İslam'ın yetimlere verdiği önem
Dinimiz yetimlerin korunup gözetilmesine büyük önem vermiş, bakımları konusunda birinci derecede velilerini sorumlu tutmuştur. Velinin görevi, yetimi koruyup gözetmek, onun şahsi ve mali menfaatini kollamaktır. Peygamberimizin, haklarının korunması hususunda üzerlerine en çok eğildiği kesimlerden biri de yetimler olmuştur. İşte İslam'ın yetimlere verdiği önem hakkında ayet ve hadisler...
Giriş Tarihi: 27.12.2019
09:08
Güncelleme Tarihi: 27.12.2019
09:36
Yetim ve öksüz çocuklara, sevgi dolu bir ortam hazırlamak, eğitimleriyle ilgilenmek, güzel ahlâk ve davranışlar kazandırmak, toplumun maddî-manevî sorumlulukları arasında görülmüştü. Bu doğrultuda, devlet desteğiyle açılan bir kurum olan darüleytamlarda çocukların ve gençlerin emniyet, güvenme, dayanma, korunma, sığınma, kabul görme, sayılma ve sevilme gibi temel duygusal ihtiyaçları büyük oranda karşılanmaya çalışılmıştı.
Osmanlı'nın yetimler yurdu: Dârüleytâm
Selçuklular'dan itibaren eytamhâne ve ıslahhâneler kurularak yetimlerin bakımı sağlanmaya çalışılmıştır. Eyyûbîler ve Memlükler döneminde yetimler için özel mekteplerin açıldığı, vakıfların tahsis edildiği bilinir.
Hadis ve ayetlerde yetimlerin önemi
"Yetimlere mallarını verin. Temizi pis olanla (helâli haramla) değişmeyin. Onların mallarını kendi mallarınıza katıp yemeyin. Çünkü bu, büyük bir günahtır." 8 Nisâ, 4/2
Kendisi de yetim olarak büyüyen sevgili Peygamberimiz, içinde yetiştiği toplumda yetimlere yapılan kötü muamelelere tanıklık etmiş biri olarak onların haklarının korunması hususunda son derece titiz davranırdı. Belki de toplum kesimleri içerisinde üzerlerine en çok eğildiği kesim dul ve yetimlerdi . Sehl b.

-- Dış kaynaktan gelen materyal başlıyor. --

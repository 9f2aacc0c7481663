use std::sync::Arc;
use std::time::Duration;

use tokio::time::{self, Interval, MissedTickBehavior};

use crate::error::FenceError;
use crate::settings::Settings;
use crate::watcher::Watcher;

pub mod client;
pub mod error;
pub mod settings;
pub mod watcher;

pub async fn run(settings: &Arc<Settings>) -> Result<(), FenceError> {
    let watcher = Watcher::new(settings)?;

    tracing::info!("starting");

    let mut interval = ticker(watcher.loop_time());
    let shutdown = tokio::signal::ctrl_c();
    tokio::pin!(shutdown);

    loop {
        tokio::select! {
            _ = interval.tick() => {
                watcher.tick().await;
            }
            _ = &mut shutdown => {
                tracing::info!("shutting down");
                break;
            }
        }
    }

    Ok(())
}

/// A slow tick pushes the next one back instead of firing the missed ones
/// back to back against the gateway.
fn ticker(period: Duration) -> Interval {
    let mut interval = time::interval(period);
    interval.set_missed_tick_behavior(MissedTickBehavior::Delay);

    interval
}
pub mod models;
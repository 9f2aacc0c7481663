use axum::http::StatusCode;

#[derive(Debug, thiserror::Error)]
pub enum PresenceError {
    /// Unknown device and bad credentials deliberately share this variant.
    #[error("Not authorized")]
    NotAuthorized,
}

impl PresenceError {
    pub fn status_code(&self) -> StatusCode {
        match self {
            PresenceError::NotAuthorized => StatusCode::FORBIDDEN,
        }
    }
}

Sa`d'ın rivayetine göre Peygamberimiz bir hadis-i şeriflerinde, "Ben ve yetimi himaye eden kimse cennette şöylece beraber bulunacağız" Buhârî, "Talâk", 25 buyurmuş ve işaret parmağıyla orta parmağını aralarını biraz aralayarak göstermiştir.
Resûlullah ayrıca Allah rızası için yetimin başını okşayan kimseye elinin dokunduğu her saç teli kadar sevap verileceğini bildirmiş (Müsned, V, 250; Ebû Dâvûd, "Edeb", 121), yetimlere ait malların ticaret yoluyla arttırılmasını istemiştir (Tirmizî, "Zekât", 15).
"Müslümanların evleri arasında en iyisi içinde kendisine iyi davranılan yetim bulunan evdir. En kötüsü de, içinde, yetim bulunup da kendisine kötü davranılan evdir." İbn Mâce, "Edeb", 6. buyurarak yetimlerin sıcak bir yuvada korunup gözetilmesini teşvik etmiştir.
"Rüştüne erişinceye kadar, yetimin malına ancak en güzel şekilde yaklaşın, verdiğiniz sözü de yerine getirin. Çünkü söz (veren sözünden) sorumludur." İsrâ, 17/34.
Kur'ân-ı Kerîm, Mekke'de nâzil olmaya başladığı ilk yıllardan itibaren yetim meselesini ele almıştır. İlk vahiylerde -Hz. Peygamber (a.s)'e kendisinin de yetim olduğu hatırlatılarak- yetimlere iyi muamele yapılması emredilir.